### Task instructions
Reproduce, character for character, the entries from their opening line through the line with "Loaded configuration from".

### Dataset records
- - - -
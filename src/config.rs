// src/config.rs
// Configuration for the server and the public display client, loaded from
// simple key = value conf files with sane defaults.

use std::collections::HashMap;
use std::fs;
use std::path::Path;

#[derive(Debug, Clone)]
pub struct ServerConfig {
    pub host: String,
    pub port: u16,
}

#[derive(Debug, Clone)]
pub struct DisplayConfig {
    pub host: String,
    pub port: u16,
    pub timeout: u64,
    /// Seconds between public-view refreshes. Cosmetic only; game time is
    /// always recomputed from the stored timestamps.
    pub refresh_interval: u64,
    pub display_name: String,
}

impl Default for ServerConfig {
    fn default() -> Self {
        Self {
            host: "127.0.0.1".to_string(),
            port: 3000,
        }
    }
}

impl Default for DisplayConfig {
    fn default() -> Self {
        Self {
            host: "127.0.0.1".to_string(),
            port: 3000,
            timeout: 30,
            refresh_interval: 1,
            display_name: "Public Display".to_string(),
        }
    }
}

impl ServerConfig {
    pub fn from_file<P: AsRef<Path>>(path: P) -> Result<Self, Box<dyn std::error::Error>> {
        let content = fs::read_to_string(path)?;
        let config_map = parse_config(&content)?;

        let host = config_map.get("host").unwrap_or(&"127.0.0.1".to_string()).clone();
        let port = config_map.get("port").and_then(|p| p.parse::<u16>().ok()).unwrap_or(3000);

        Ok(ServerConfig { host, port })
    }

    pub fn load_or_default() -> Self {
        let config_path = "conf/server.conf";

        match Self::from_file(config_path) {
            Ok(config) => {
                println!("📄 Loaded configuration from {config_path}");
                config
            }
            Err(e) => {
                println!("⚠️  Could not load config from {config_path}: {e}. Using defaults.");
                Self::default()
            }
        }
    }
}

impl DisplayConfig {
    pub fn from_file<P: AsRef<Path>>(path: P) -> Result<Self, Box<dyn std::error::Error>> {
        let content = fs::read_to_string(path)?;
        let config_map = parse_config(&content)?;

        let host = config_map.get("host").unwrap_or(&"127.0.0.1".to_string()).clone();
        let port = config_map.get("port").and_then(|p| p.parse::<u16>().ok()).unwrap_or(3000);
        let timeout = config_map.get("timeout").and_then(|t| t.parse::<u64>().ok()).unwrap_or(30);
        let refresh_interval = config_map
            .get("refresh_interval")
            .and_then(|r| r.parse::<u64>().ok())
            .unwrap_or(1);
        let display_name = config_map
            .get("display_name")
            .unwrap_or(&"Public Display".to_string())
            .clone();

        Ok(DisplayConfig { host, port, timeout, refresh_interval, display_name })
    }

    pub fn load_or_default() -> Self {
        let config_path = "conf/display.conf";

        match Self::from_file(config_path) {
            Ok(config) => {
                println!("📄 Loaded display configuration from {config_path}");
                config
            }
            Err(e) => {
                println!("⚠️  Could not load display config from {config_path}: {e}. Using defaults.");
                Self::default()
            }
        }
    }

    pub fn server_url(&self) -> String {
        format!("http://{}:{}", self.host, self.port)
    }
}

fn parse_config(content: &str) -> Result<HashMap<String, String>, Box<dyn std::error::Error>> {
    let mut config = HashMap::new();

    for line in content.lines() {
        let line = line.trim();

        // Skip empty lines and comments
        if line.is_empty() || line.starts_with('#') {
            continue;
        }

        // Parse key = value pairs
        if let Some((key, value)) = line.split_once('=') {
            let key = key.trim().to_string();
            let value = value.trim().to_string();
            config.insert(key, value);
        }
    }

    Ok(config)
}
- - - -
### Solution
filename src/config.rs
// src/config.rs
// Configuration for the server and the public display client, loaded from
// simple key = value conf files with sane defaults.

use std::collections::HashMap;
use std::fs;
use std::path::Path;

#[derive(Debug, Clone)]
pub struct ServerConfig {
    pub host: String,
    pub port: u16,
}

#[derive(Debug, Clone)]
pub struct DisplayConfig {
    pub host: String,
    pub port: u16,
    pub timeout: u64,
    /// Seconds between public-view refreshes. Cosmetic only; game time is
    /// always recomputed from the stored timestamps.
    pub refresh_interval: u64,
    pub display_name: String,
}

impl Default for ServerConfig {
    fn default() -> Self {
        Self {
            host: "127.0.0.1".to_string(),
            port: 3000,
        }
    }
}

impl Default for DisplayConfig {
    fn default() -> Self {
        Self {
            host: "127.0.0.1".to_string(),
            port: 3000,
            timeout: 30,
            refresh_interval: 1,
            display_name: "Public Display".to_string(),
        }
    }
}

impl ServerConfig {
    pub fn from_file<P: AsRef<Path>>(path: P) -> Result<Self, Box<dyn std::error::Error>> {
        let content = fs::read_to_string(path)?;
        let config_map = parse_config(&content)?;

        let host = config_map.get("host").unwrap_or(&"127.0.0.1".to_string()).clone();
        let port = config_map.get("port").and_then(|p| p.parse::<u16>().ok()).unwrap_or(3000);

        Ok(ServerConfig { host, port })
    }

    pub fn load_or_default() -> Self {
        let config_path = "conf/server.conf";

        match Self::from_file(config_path) {
            Ok(config) => {
                println!("📄 Loaded configuration from {config_path}");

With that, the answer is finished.